RECORDS PROVIDED:
※ ※ ※
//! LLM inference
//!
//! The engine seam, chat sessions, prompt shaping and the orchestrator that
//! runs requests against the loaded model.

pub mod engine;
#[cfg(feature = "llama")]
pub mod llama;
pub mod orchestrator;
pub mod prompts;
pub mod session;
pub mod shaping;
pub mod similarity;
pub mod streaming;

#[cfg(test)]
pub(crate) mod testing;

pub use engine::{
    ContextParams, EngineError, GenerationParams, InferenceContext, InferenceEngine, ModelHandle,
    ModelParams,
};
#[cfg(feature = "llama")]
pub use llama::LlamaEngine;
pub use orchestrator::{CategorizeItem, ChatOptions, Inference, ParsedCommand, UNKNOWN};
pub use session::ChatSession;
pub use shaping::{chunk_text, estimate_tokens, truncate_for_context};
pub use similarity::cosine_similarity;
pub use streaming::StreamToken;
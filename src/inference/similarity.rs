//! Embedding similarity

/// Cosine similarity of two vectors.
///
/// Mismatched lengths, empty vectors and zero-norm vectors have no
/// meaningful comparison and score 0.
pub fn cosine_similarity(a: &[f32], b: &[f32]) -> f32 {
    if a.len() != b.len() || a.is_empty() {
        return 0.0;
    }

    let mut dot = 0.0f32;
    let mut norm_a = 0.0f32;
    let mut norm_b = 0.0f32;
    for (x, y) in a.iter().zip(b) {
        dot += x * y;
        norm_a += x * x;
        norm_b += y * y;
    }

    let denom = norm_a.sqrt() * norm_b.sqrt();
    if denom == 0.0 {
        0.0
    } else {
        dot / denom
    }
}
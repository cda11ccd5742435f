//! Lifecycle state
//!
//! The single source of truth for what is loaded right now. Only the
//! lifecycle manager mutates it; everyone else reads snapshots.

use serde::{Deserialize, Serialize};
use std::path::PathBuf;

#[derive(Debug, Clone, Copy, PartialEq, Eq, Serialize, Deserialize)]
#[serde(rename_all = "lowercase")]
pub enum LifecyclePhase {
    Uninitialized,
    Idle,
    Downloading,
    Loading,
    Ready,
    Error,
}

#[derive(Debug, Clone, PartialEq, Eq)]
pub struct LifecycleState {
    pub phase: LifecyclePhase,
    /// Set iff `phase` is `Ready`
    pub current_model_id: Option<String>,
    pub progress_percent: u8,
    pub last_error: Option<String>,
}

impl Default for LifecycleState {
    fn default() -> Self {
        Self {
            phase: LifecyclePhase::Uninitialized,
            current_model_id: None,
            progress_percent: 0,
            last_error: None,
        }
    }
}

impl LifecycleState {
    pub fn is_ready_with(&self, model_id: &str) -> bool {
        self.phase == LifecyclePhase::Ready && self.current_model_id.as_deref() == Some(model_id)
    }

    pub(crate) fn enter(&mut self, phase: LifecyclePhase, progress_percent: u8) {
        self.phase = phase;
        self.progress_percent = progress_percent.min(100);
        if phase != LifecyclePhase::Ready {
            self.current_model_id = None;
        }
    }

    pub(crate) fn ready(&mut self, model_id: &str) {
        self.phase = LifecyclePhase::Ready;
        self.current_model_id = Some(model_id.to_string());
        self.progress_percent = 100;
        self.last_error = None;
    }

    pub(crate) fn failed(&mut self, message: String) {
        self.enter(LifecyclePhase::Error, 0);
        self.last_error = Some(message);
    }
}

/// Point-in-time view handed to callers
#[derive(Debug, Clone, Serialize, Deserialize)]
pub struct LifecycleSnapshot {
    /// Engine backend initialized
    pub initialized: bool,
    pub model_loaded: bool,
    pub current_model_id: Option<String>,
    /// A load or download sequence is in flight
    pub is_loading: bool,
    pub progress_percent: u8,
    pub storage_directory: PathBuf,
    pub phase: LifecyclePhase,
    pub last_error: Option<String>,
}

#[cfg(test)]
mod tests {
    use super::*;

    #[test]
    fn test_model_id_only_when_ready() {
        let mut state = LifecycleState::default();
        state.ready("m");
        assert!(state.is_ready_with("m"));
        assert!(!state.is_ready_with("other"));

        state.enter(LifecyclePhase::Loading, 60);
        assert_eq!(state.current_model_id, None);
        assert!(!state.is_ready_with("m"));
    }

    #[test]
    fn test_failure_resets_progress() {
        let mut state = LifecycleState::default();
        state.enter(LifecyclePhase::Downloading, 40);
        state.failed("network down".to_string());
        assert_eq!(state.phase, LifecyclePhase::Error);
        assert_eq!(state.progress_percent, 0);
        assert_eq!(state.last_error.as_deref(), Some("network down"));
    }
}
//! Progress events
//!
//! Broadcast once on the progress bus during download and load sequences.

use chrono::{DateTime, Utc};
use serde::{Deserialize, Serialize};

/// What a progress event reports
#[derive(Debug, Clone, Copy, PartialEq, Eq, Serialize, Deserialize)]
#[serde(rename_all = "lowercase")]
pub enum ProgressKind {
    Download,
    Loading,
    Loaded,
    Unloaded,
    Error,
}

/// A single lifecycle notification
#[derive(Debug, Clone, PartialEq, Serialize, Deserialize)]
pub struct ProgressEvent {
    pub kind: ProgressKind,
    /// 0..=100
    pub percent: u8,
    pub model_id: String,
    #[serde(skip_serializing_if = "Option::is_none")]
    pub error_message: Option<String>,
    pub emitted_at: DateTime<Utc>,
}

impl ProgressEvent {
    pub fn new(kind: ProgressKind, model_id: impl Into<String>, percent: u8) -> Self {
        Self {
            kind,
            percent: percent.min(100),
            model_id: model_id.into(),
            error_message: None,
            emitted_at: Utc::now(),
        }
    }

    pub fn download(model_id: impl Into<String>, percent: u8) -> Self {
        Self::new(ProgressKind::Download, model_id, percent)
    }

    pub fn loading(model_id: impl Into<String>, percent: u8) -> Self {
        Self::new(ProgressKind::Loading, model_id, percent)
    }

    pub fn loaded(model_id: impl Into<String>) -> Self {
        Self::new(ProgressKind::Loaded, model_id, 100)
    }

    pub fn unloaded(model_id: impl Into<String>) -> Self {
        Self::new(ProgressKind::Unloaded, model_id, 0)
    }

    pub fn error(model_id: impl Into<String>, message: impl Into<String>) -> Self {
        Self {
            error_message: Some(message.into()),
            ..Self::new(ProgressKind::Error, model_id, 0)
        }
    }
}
※ ※ ※
ASSIGNMENT:
All that belongs in the answer is an exact copy of the lines from the start of the records above through the line with "pub use llama::LlamaEngine;".

THE COMPLETED TASK:
//! LLM inference
//!
//! The engine seam, chat sessions, prompt shaping and the orchestrator that
//! runs requests against the loaded model.

pub mod engine;
#[cfg(feature = "llama")]
pub mod llama;
pub mod orchestrator;
pub mod prompts;
pub mod session;
pub mod shaping;
pub mod similarity;
pub mod streaming;

#[cfg(test)]
pub(crate) mod testing;

pub use engine::{
    ContextParams, EngineError, GenerationParams, InferenceContext, InferenceEngine, ModelHandle,
    ModelParams,
};
#[cfg(feature = "llama")]
pub use llama::LlamaEngine;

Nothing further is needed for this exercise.